Using the data below, show every line where the word "products" occurs.

[Stored data]
---*---
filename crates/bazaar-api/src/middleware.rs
use axum::{
    extract::{Request, State},
    http::header,
    middleware::Next,
    response::Response,
};

use bazaar_types::api::Claims;

use crate::error::ApiError;
use crate::state::AppState;

/// Verify the bearer token and expose its `Claims` to handlers.
pub async fn require_auth(
    State(state): State<AppState>,
    mut req: Request,
    next: Next,
) -> Result<Response, ApiError> {
    let token = req
        .headers()
        .get(header::AUTHORIZATION)
        .and_then(|v| v.to_str().ok())
        .and_then(|v| v.strip_prefix("Bearer "))
        .ok_or(ApiError::Unauthorized)?;

    let claims = Claims::decode(token, &state.jwt_secret).ok_or(ApiError::Unauthorized)?;

    req.extensions_mut().insert(claims);
    Ok(next.run(req).await)
}
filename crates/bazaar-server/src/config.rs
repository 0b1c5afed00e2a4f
//! Server configuration loaded from environment variables.
//!
//! Everything except the token secret has a default suitable for local
//! development.

use std::net::SocketAddr;
use std::path::PathBuf;
use std::time::Duration;

use anyhow::{Result, bail};
use bazaar_gateway::connection::DEFAULT_HEARTBEAT;

/// Secrets copied from sample `.env` files. Refused at startup.
const PLACEHOLDER_SECRETS: &[&str] = &["change-me-to-a-random-string", "dev-secret-change-me"];

#[derive(Debug, Clone)]
pub struct Config {
    /// Env: `BAZAAR_HOST` + `BAZAAR_PORT`. Default: `0.0.0.0:3000`
    pub addr: SocketAddr,

    /// Env: `BAZAAR_DB_PATH`. Default: `bazaar.db`
    pub db_path: PathBuf,

    /// Shared HS256 secret of the auth service.
    /// Env: `BAZAAR_JWT_SECRET` (required)
    pub jwt_secret: String,

    /// Read-only SQLite connections next to the writer.
    /// Env: `BAZAAR_READER_POOL`. Default: `4`
    pub reader_pool: usize,

    /// Env: `BAZAAR_HEARTBEAT_SECS`. Default: `15`
    pub heartbeat: Duration,
}

impl Config {
    pub fn from_env() -> Result<Self> {
        Self::from_lookup(|key| std::env::var(key).ok())
    }

    /// Build from any key lookup. Unparseable optional values fall back to
    /// their defaults with a warning; a missing or placeholder secret is fatal.
    pub fn from_lookup(lookup: impl Fn(&str) -> Option<String>) -> Result<Self> {
        let jwt_secret = lookup("BAZAAR_JWT_SECRET").unwrap_or_default();
        if jwt_secret.trim().is_empty() || PLACEHOLDER_SECRETS.contains(&jwt_secret.as_str()) {
            bail!("BAZAAR_JWT_SECRET is unset or still a placeholder; it must match the auth service's secret");
        }

        let host = lookup("BAZAAR_HOST").unwrap_or_else(|| "0.0.0.0".into());
        let port: u16 = parse_or("BAZAAR_PORT", lookup("BAZAAR_PORT"), 3000);
        let addr = match format!("{}:{}", host, port).parse::<SocketAddr>() {
            Ok(addr) => addr,
            Err(_) => {
                tracing::warn!(value = %host, "Invalid BAZAAR_HOST, using 0.0.0.0");
                SocketAddr::from(([0, 0, 0, 0], port))
            }
        };

        let db_path = lookup("BAZAAR_DB_PATH").unwrap_or_else(|| "bazaar.db".into()).into();
        let reader_pool = parse_or("BAZAAR_READER_POOL", lookup("BAZAAR_READER_POOL"), 4usize).max(1);
        let heartbeat_secs = parse_or(
            "BAZAAR_HEARTBEAT_SECS",
            lookup("BAZAAR_HEARTBEAT_SECS"),
            DEFAULT_HEARTBEAT.as_secs(),
        )
        .max(1);

        Ok(Self {
            addr,
            db_path,
            jwt_secret,
            reader_pool,
            heartbeat: Duration::from_secs(heartbeat_secs),
        })
    }
}

fn parse_or<T: std::str::FromStr + Copy>(key: &str, raw: Option<String>, default: T) -> T {
    match raw {
        None => default,
        Some(raw) => raw.trim().parse().unwrap_or_else(|_| {
            tracing::warn!(key, value = %raw, "Invalid value, using default");
            default
        }),
    }
}
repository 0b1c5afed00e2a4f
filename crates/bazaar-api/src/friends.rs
use axum::{
    Extension, Json,
    extract::{Path, Query, State},
    http::StatusCode,
    response::IntoResponse,
};
use serde::Deserialize;
use uuid::Uuid;

use bazaar_db::friends::Recipient;
use bazaar_types::api::{
    AcceptFriendResponse, Claims, FriendRequestBoxEntry, FriendRequestResponse, FriendResponse,
    SendFriendRequest,
};
use bazaar_types::models::BoxDirection;

use crate::error::ApiError;
use crate::state::{AppState, run_blocking};

#[derive(Debug, Default, Deserialize)]
pub struct BoxQuery {
    #[serde(rename = "box", default)]
    pub direction: BoxDirection,
}

pub async fn send_request(
    State(state): State<AppState>,
    Extension(claims): Extension<Claims>,
    Json(req): Json<SendFriendRequest>,
) -> Result<impl IntoResponse, ApiError> {
    let row = match (req.recipient_id, req.recipient_email) {
        (Some(id), None) => {
            run_blocking(&state, move |db| db.send_friend_request(&claims.sub, Recipient::Id(&id))).await?
        }
        (None, Some(email)) => {
            run_blocking(&state, move |db| {
                db.send_friend_request(&claims.sub, Recipient::Email(&email))
            })
            .await?
        }
        _ => {
            return Err(ApiError::BadRequest(
                "exactly one of recipient_id or recipient_email is required".into(),
            ));
        }
    };
    Ok((StatusCode::CREATED, Json(FriendRequestResponse::from(row))))
}

pub async fn list_box(
    State(state): State<AppState>,
    Query(query): Query<BoxQuery>,
    Extension(claims): Extension<Claims>,
) -> Result<impl IntoResponse, ApiError> {
    let rows = run_blocking(&state, move |db| db.list_request_box(&claims.sub, query.direction)).await?;
    let entries: Vec<FriendRequestBoxEntry> = rows.into_iter().map(FriendRequestBoxEntry::from).collect();
    Ok(Json(entries))
}

pub async fn accept_request(
    State(state): State<AppState>,
    Path(request_id): Path<Uuid>,
    Extension(claims): Extension<Claims>,
) -> Result<impl IntoResponse, ApiError> {
    let acceptance = run_blocking(&state, move |db| db.accept_friend_request(&claims.sub, request_id)).await?;
    Ok(Json(AcceptFriendResponse {
        request: acceptance.request.into(),
        friend_id: acceptance.friend.id,
        room_id: acceptance.room_id,
    }))
}

pub async fn reject_request(
    State(state): State<AppState>,
    Path(request_id): Path<Uuid>,
    Extension(claims): Extension<Claims>,
) -> Result<impl IntoResponse, ApiError> {
    let row = run_blocking(&state, move |db| db.reject_friend_request(&claims.sub, request_id)).await?;
    Ok(Json(FriendRequestResponse::from(row)))
}

pub async fn cancel_request(
    State(state): State<AppState>,
    Path(request_id): Path<Uuid>,
    Extension(claims): Extension<Claims>,
) -> Result<impl IntoResponse, ApiError> {
    let row = run_blocking(&state, move |db| db.cancel_friend_request(&claims.sub, request_id)).await?;
    Ok(Json(FriendRequestResponse::from(row)))
}

pub async fn list_friends(
    State(state): State<AppState>,
    Extension(claims): Extension<Claims>,
) -> Result<impl IntoResponse, ApiError> {
    let rows = run_blocking(&state, move |db| db.list_friends(&claims.sub)).await?;
    let friends: Vec<FriendResponse> = rows.into_iter().map(FriendResponse::from).collect();
    Ok(Json(friends))
}

pub async fn unfriend(
    State(state): State<AppState>,
    Path(user_id): Path<String>,
    Extension(claims): Extension<Claims>,
) -> Result<impl IntoResponse, ApiError> {
    let removed = run_blocking(&state, move |db| db.unfriend(&claims.sub, &user_id)).await?;
    if !removed {
        return Err(ApiError::NotFound("friendship"));
    }
    Ok(StatusCode::NO_CONTENT)
}
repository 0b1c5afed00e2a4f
use std::fmt;
use std::str::FromStr;

use serde::{Deserialize, Serialize};

/// Returned when a stored or client-supplied tag does not name a known variant.
#[derive(Debug, Clone, PartialEq, Eq)]
pub struct UnknownVariant {
    pub kind: &'static str,
    pub value: String,
}

impl fmt::Display for UnknownVariant {
    fn fmt(&self, f: &mut fmt::Formatter<'_>) -> fmt::Result {
        write!(f, "unknown {}: {:?}", self.kind, self.value)
    }
}

impl std::error::Error for UnknownVariant {}

/// Defines a lowercase string-tagged enum shared by the wire format and the
/// SQLite columns.
macro_rules! tagged_enum {
    ($(#[$meta:meta])* $name:ident, $label:literal { $($variant:ident => $tag:literal),+ $(,)? }) => {
        $(#[$meta])*
        #[derive(Debug, Clone, Copy, PartialEq, Eq, Hash, Serialize, Deserialize)]
        #[serde(rename_all = "lowercase")]
        pub enum $name {
            $($variant),+
        }

        impl $name {
            pub fn as_str(&self) -> &'static str {
                match self {
                    $(Self::$variant => $tag),+
                }
            }
        }

        impl FromStr for $name {
            type Err = UnknownVariant;

            fn from_str(s: &str) -> Result<Self, Self::Err> {
                match s {
                    $($tag => Ok(Self::$variant),)+
                    other => Err(UnknownVariant { kind: $label, value: other.to_string() }),
                }
            }
        }

        impl fmt::Display for $name {
            fn fmt(&self, f: &mut fmt::Formatter<'_>) -> fmt::Result {
                f.write_str(self.as_str())
            }
        }
    };
}

tagged_enum!(
    /// FRIEND rooms are symmetric; TRADE rooms hang off a listing and its owner.
    RoomKind, "room kind" {
        Friend => "friend",
        Trade => "trade",
    }
);

tagged_enum!(
    MessageKind, "message kind" {
        Text => "text",
        File => "file",
        System => "system",
    }
);

tagged_enum!(
    /// Everything except `Pending` is terminal.
    RequestStatus, "request status" {
        Pending => "pending",
        Accepted => "accepted",
        Rejected => "rejected",
        Canceled => "canceled",
    }
);

tagged_enum!(
    /// Which side of a friend-request box to list.
    BoxDirection, "box direction" {
        Incoming => "incoming",
        Outgoing => "outgoing",
    }
);

impl RequestStatus {
    pub fn is_terminal(&self) -> bool {
        !matches!(self, Self::Pending)
    }
}

impl Default for BoxDirection {
    fn default() -> Self {
        Self::Incoming
    }
}

#[cfg(test)]
mod tests {
    use super::*;

    #[test]
    fn tags_match_serde_names() {
        assert_eq!(serde_json::to_string(&RoomKind::Trade).unwrap(), "\"trade\"");
        assert_eq!(RoomKind::Trade.as_str(), "trade");
        assert_eq!("canceled".parse::<RequestStatus>().unwrap(), RequestStatus::Canceled);
    }

    #[test]
    fn unknown_tag_is_rejected() {
        let err = "archived".parse::<RequestStatus>().unwrap_err();
        assert_eq!(err.kind, "request status");
        assert_eq!(err.value, "archived");
    }

    #[test]
    fn only_pending_is_open() {
        assert!(!RequestStatus::Pending.is_terminal());
        assert!(RequestStatus::Accepted.is_terminal());
        assert!(RequestStatus::Rejected.is_terminal());
        assert!(RequestStatus::Canceled.is_terminal());
    }
}
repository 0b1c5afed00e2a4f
//! Read side of the account and listing collaborators.
//!
//! The `users` and `products` tables are written by the surrounding services;
//! the upserts here are how those services (and tests) sync rows in.

use rusqlite::{Connection, OptionalExtension, params};

use crate::error::StoreResult;
use crate::models::{ProductRow, UserRow};
use crate::{Database, now_ms};

#[derive(Debug, Clone)]
pub struct NewUser {
    pub id: String,
    pub email: String,
    pub display_name: String,
}

#[derive(Debug, Clone)]
pub struct NewProduct {
    pub id: String,
    pub owner_id: String,
    pub title: String,
}

impl Database {
    pub fn upsert_user(&self, user: &NewUser) -> StoreResult<()> {
        self.with_conn_mut(|conn| {
            conn.execute(
                "INSERT INTO users (id, email, display_name) VALUES (?1, ?2, ?3)
                 ON CONFLICT(id) DO UPDATE SET email = excluded.email,
                                               display_name = excluded.display_name,
                                               deleted_at = NULL",
                params![user.id, user.email, user.display_name],
            )?;
            Ok(())
        })
    }

    pub fn soft_delete_user(&self, id: &str) -> StoreResult<bool> {
        self.with_conn_mut(|conn| {
            let changed = conn.execute(
                "UPDATE users SET deleted_at = ?2 WHERE id = ?1 AND deleted_at IS NULL",
                params![id, now_ms()],
            )?;
            Ok(changed > 0)
        })
    }

    pub fn upsert_product(&self, product: &NewProduct) -> StoreResult<()> {
        self.with_conn_mut(|conn| {
            conn.execute(
                "INSERT INTO products (id, owner_id, title) VALUES (?1, ?2, ?3)
                 ON CONFLICT(id) DO UPDATE SET owner_id = excluded.owner_id,
                                               title = excluded.title,
                                               deleted_at = NULL",
                params![product.id, product.owner_id, product.title],
            )?;
            Ok(())
        })
    }

    pub fn soft_delete_product(&self, id: &str) -> StoreResult<bool> {
        self.with_conn_mut(|conn| {
            let changed = conn.execute(
                "UPDATE products SET deleted_at = ?2 WHERE id = ?1 AND deleted_at IS NULL",
                params![id, now_ms()],
            )?;
            Ok(changed > 0)
        })
    }

    /// Live (not soft-deleted) user by id.
    pub fn get_active_user(&self, id: &str) -> StoreResult<Option<UserRow>> {
        self.with_conn(|conn| active_user(conn, id))
    }

    pub fn find_active_user_by_email(&self, email: &str) -> StoreResult<Option<UserRow>> {
        self.with_conn(|conn| active_user_by_email(conn, email))
    }
}

pub(crate) fn active_user(conn: &Connection, id: &str) -> StoreResult<Option<UserRow>> {
    let row = conn
        .query_row(
            "SELECT id, email, display_name, deleted_at FROM users
             WHERE id = ?1 AND deleted_at IS NULL",
            [id],
            map_user,
        )
        .optional()?;
    Ok(row)
}

pub(crate) fn active_user_by_email(conn: &Connection, email: &str) -> StoreResult<Option<UserRow>> {
    let row = conn
        .query_row(
            "SELECT id, email, display_name, deleted_at FROM users
             WHERE email = ?1 COLLATE NOCASE AND deleted_at IS NULL",
            [email.trim()],
            map_user,
        )
        .optional()?;
    Ok(row)
}

pub(crate) fn active_product(conn: &Connection, id: &str) -> StoreResult<Option<ProductRow>> {
    let row = conn
        .query_row(
            "SELECT id, owner_id, title, deleted_at FROM products
             WHERE id = ?1 AND deleted_at IS NULL",
            [id],
            |row| {
                Ok(ProductRow {
                    id: row.get(0)?,
                    owner_id: row.get(1)?,
                    title: row.get(2)?,
                    deleted_at: row.get(3)?,
                })
            },
        )
        .optional()?;
    Ok(row)
}

fn map_user(row: &rusqlite::Row<'_>) -> rusqlite::Result<UserRow> {
    Ok(UserRow {
        id: row.get(0)?,
        email: row.get(1)?,
        display_name: row.get(2)?,
        deleted_at: row.get(3)?,
    })
}

#[cfg(test)]
mod tests {
    use crate::testing::{open_temp, seed_product, seed_users};

    #[test]
    fn soft_deleted_user_is_invisible() {
        let (_dir, db) = open_temp();
        seed_users(&db, &["alice"]);

        assert!(db.get_active_user("alice").unwrap().is_some());
        assert!(db.soft_delete_user("alice").unwrap());
        assert!(db.get_active_user("alice").unwrap().is_none());
        assert!(db.find_active_user_by_email("alice@campus.edu").unwrap().is_none());
    }

    #[test]
    fn email_lookup_ignores_case() {
        let (_dir, db) = open_temp();
        seed_users(&db, &["bob"]);

        let user = db.find_active_user_by_email(" BOB@Campus.edu ").unwrap().unwrap();
        assert_eq!(user.id, "bob");
    }

    #[test]
    fn deleted_product_is_not_active() {
        let (_dir, db) = open_temp();
        seed_users(&db, &["seller"]);
        seed_product(&db, "p1", "seller");

        let found = db.with_conn(|conn| super::active_product(conn, "p1")).unwrap();
        assert_eq!(found.unwrap().owner_id, "seller");

        db.soft_delete_product("p1").unwrap();
        let gone = db.with_conn(|conn| super::active_product(conn, "p1")).unwrap();
        assert!(gone.is_none());
    }
}
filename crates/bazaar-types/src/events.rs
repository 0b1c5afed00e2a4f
use serde::{Deserialize, Serialize};
use uuid::Uuid;

use crate::api::MessageResponse;

/// Close codes sent when a room socket is refused. Private-use range (4000-4999).
pub mod close_code {
    /// `room_id`, `user_id` or `token` missing or malformed
    pub const BAD_QUERY: u16 = 4400;
    /// token invalid, expired, or issued for a different user
    pub const BAD_TOKEN: u16 = 4401;
    /// caller does not occupy either slot of the room
    pub const NOT_MEMBER: u16 = 4403;
    pub const UNKNOWN_ROOM: u16 = 4404;
}

/// Frames pushed from the server to a room socket.
#[derive(Debug, Clone, PartialEq, Serialize, Deserialize)]
#[serde(tag = "type", content = "data")]
pub enum GatewayEvent {
    /// Connection admitted. `last_seq` lets the client decide whether it needs
    /// to catch up through the message fetch endpoint first.
    Ready {
        room_id: Uuid,
        user_id: String,
        last_seq: i64,
    },

    /// A message was persisted in the room.
    MessageCreate(MessageResponse),
}

impl GatewayEvent {
    /// Room this frame belongs to.
    pub fn room_id(&self) -> Uuid {
        match self {
            Self::Ready { room_id, .. } => *room_id,
            Self::MessageCreate(message) => message.room_id,
        }
    }
}
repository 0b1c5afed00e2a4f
mod config;

use std::sync::Arc;

use axum::Router;
use tower_http::cors::CorsLayer;
use tower_http::trace::TraceLayer;
use tracing::info;

use bazaar_api::{AppState, AppStateInner};
use bazaar_db::Database;
use bazaar_gateway::{Dispatcher, GatewayState};

use crate::config::Config;

#[tokio::main]
async fn main() -> anyhow::Result<()> {
    // Load .env if present
    let _ = dotenvy::dotenv();

    tracing_subscriber::fmt()
        .with_env_filter(
            tracing_subscriber::EnvFilter::try_from_default_env()
                .unwrap_or_else(|_| "bazaar=debug,tower_http=debug".into()),
        )
        .init();

    let config = Config::from_env()?;

    let db = Arc::new(Database::open_with_readers(&config.db_path, config.reader_pool)?);
    let dispatcher = Dispatcher::new();

    let app_state: AppState = Arc::new(AppStateInner {
        db: db.clone(),
        jwt_secret: config.jwt_secret.clone(),
        fanout: Arc::new(dispatcher.clone()),
    });
    let gateway_state = GatewayState {
        db,
        dispatcher,
        jwt_secret: config.jwt_secret.clone(),
        heartbeat: config.heartbeat,
    };

    let app = Router::new()
        .merge(bazaar_api::router(app_state))
        .merge(bazaar_gateway::router(gateway_state))
        .layer(CorsLayer::permissive())
        .layer(TraceLayer::new_for_http());

    info!("Bazaar conversation server listening on {}", config.addr);

    let listener = tokio::net::TcpListener::bind(config.addr).await?;
    axum::serve(listener, app)
        .with_graceful_shutdown(shutdown_signal())
        .await?;

    info!("Server stopped");
    Ok(())
}

async fn shutdown_signal() {
    let ctrl_c = tokio::signal::ctrl_c();
    #[cfg(unix)]
    {
        match tokio::signal::unix::signal(tokio::signal::unix::SignalKind::terminate()) {
            Ok(mut sigterm) => {
                tokio::select! {
                    _ = ctrl_c => info!("Received Ctrl+C, shutting down..."),
                    _ = sigterm.recv() => info!("Received SIGTERM, shutting down..."),
                }
            }
            Err(e) => {
                tracing::warn!("Failed to install SIGTERM handler: {}", e);
                ctrl_c.await.ok();
                info!("Received Ctrl+C, shutting down...");
            }
        }
    }
    #[cfg(not(unix))]
    {
        ctrl_c.await.ok();
        info!("Received Ctrl+C, shutting down...");
    }
}
/// Order two user ids so a symmetric relation has a single storage key,
/// whichever participant the request came from.
pub fn canonical_pair<'a>(a: &'a str, b: &'a str) -> (&'a str, &'a str) {
    if a <= b { (a, b) } else { (b, a) }
}
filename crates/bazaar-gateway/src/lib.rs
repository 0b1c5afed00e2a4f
pub mod connection;
pub mod dispatcher;

pub use connection::{GatewayState, router};
pub use dispatcher::{Dispatcher, RoomFanout};
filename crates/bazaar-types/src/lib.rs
pub mod api;
pub mod events;
pub mod models;
use rusqlite::{Connection, OptionalExtension, params};
use tracing::debug;
use uuid::Uuid;

use crate::error::{StoreError, StoreResult};
use crate::messages::{latest_in_room, message_in_room};
use crate::models::{ReadCursorRow, uuid_col};
use crate::{Database, now_ms, require_id};

impl Database {
    /// Advance `user_id`'s read cursor in `room_id`.
    ///
    /// With `target = None` the cursor moves to the room's latest message
    /// (no-op on an empty room). The upsert only replaces the stored cursor
    /// when the candidate's sequence is larger, so a stale client can never
    /// un-read what a newer one already marked. Returns the cursor as stored
    /// after the call.
    pub fn mark_read(
        &self,
        room_id: Uuid,
        user_id: &str,
        target: Option<Uuid>,
    ) -> StoreResult<Option<ReadCursorRow>> {
        let user_id = require_id(user_id, "user id")?;

        self.with_conn_mut(|conn| {
            let candidate = match target {
                Some(message_id) => message_in_room(conn, room_id, message_id)?
                    .ok_or(StoreError::NotFound("message"))?,
                None => match latest_in_room(conn, room_id)? {
                    Some(latest) => latest,
                    None => return cursor_in(conn, room_id, user_id),
                },
            };

            let advanced = conn.execute(
                "INSERT INTO read_cursors (room_id, user_id, message_id, seq, updated_at)
                 VALUES (?1, ?2, ?3, ?4, ?5)
                 ON CONFLICT(room_id, user_id) DO UPDATE
                    SET message_id = excluded.message_id,
                        seq = excluded.seq,
                        updated_at = excluded.updated_at
                  WHERE excluded.seq > read_cursors.seq",
                params![
                    room_id.to_string(),
                    user_id,
                    candidate.id.to_string(),
                    candidate.effective_seq(),
                    now_ms()
                ],
            )?;
            debug!(
                "{} read room {} up to seq {} (advanced: {})",
                user_id,
                room_id,
                candidate.effective_seq(),
                advanced > 0
            );

            cursor_in(conn, room_id, user_id)
        })
    }

    pub fn get_read_cursor(&self, room_id: Uuid, user_id: &str) -> StoreResult<Option<ReadCursorRow>> {
        self.with_conn(|conn| cursor_in(conn, room_id, user_id))
    }
}

fn cursor_in(conn: &Connection, room_id: Uuid, user_id: &str) -> StoreResult<Option<ReadCursorRow>> {
    let row = conn
        .query_row(
            "SELECT room_id, user_id, message_id, seq, updated_at FROM read_cursors
             WHERE room_id = ?1 AND user_id = ?2",
            params![room_id.to_string(), user_id],
            |row| {
                Ok(ReadCursorRow {
                    room_id: uuid_col(row, 0)?,
                    user_id: row.get(1)?,
                    message_id: uuid_col(row, 2)?,
                    seq: row.get(3)?,
                    updated_at: row.get(4)?,
                })
            },
        )
        .optional()?;
    Ok(row)
}

#[cfg(test)]
mod tests {
    use super::*;
    use crate::messages::MessageBody;
    use crate::models::MessageRow;
    use crate::testing::{open_temp, seed_users};

    fn seeded_room(db: &Database, count: usize) -> (Uuid, Vec<MessageRow>) {
        seed_users(db, &["alice", "bob", "carol"]);
        let room_id = db.ensure_friend_room("alice", "bob").unwrap();
        let messages = (0..count)
            .map(|i| {
                db.append_message(room_id, "bob", &MessageBody::text(format!("m{}", i + 1)).unwrap())
                    .unwrap()
            })
            .collect();
        (room_id, messages)
    }

    #[test]
    fn implicit_target_is_latest_message() {
        let (_dir, db) = open_temp();
        let (room_id, messages) = seeded_room(&db, 4);

        let cursor = db.mark_read(room_id, "alice", None).unwrap().unwrap();
        assert_eq!(cursor.message_id, messages[3].id);
        assert_eq!(cursor.seq, 4);
    }

    #[test]
    fn empty_room_is_a_noop() {
        let (_dir, db) = open_temp();
        let (room_id, _) = seeded_room(&db, 0);

        assert!(db.mark_read(room_id, "alice", None).unwrap().is_none());
        assert!(db.get_read_cursor(room_id, "alice").unwrap().is_none());
    }

    #[test]
    fn cursor_never_moves_backward() {
        let (_dir, db) = open_temp();
        let (room_id, messages) = seeded_room(&db, 9);

        db.mark_read(room_id, "alice", Some(messages[8].id)).unwrap();
        let cursor = db.mark_read(room_id, "alice", Some(messages[4].id)).unwrap().unwrap();
        assert_eq!(cursor.seq, 9);
        assert_eq!(cursor.message_id, messages[8].id);
    }

    #[test]
    fn concurrent_marks_keep_the_maximum() {
        for _ in 0..10 {
            let (_dir, db) = open_temp();
            let (room_id, messages) = seeded_room(&db, 9);
            let (five, nine) = (messages[4].id, messages[8].id);

            std::thread::scope(|s| {
                s.spawn(|| db.mark_read(room_id, "alice", Some(five)).unwrap());
                s.spawn(|| db.mark_read(room_id, "alice", Some(nine)).unwrap());
            });

            let cursor = db.get_read_cursor(room_id, "alice").unwrap().unwrap();
            assert_eq!(cursor.seq, 9);
        }
    }

    #[test]
    fn target_must_belong_to_the_room() {
        let (_dir, db) = open_temp();
        let (room_id, _) = seeded_room(&db, 1);
        let other_room = db.ensure_friend_room("alice", "carol").unwrap();
        let foreign = db
            .append_message(other_room, "carol", &MessageBody::text("elsewhere").unwrap())
            .unwrap();

        assert!(matches!(
            db.mark_read(room_id, "alice", Some(foreign.id)),
            Err(StoreError::NotFound("message"))
        ));
        assert!(db.get_read_cursor(room_id, "alice").unwrap().is_none());
    }

    #[test]
    fn cursors_are_per_user() {
        let (_dir, db) = open_temp();
        let (room_id, messages) = seeded_room(&db, 3);

        db.mark_read(room_id, "alice", Some(messages[2].id)).unwrap();
        db.mark_read(room_id, "bob", Some(messages[0].id)).unwrap();

        assert_eq!(db.get_read_cursor(room_id, "alice").unwrap().unwrap().seq, 3);
        assert_eq!(db.get_read_cursor(room_id, "bob").unwrap().unwrap().seq, 1);
    }
}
---*---
* _WRITTEN SOLUTION_
//! The `users` and `products` tables are written by the surrounding services;
                "INSERT INTO products (id, owner_id, title) VALUES (?1, ?2, ?3)
                "UPDATE products SET deleted_at = ?2 WHERE id = ?1 AND deleted_at IS NULL",
            "SELECT id, owner_id, title, deleted_at FROM products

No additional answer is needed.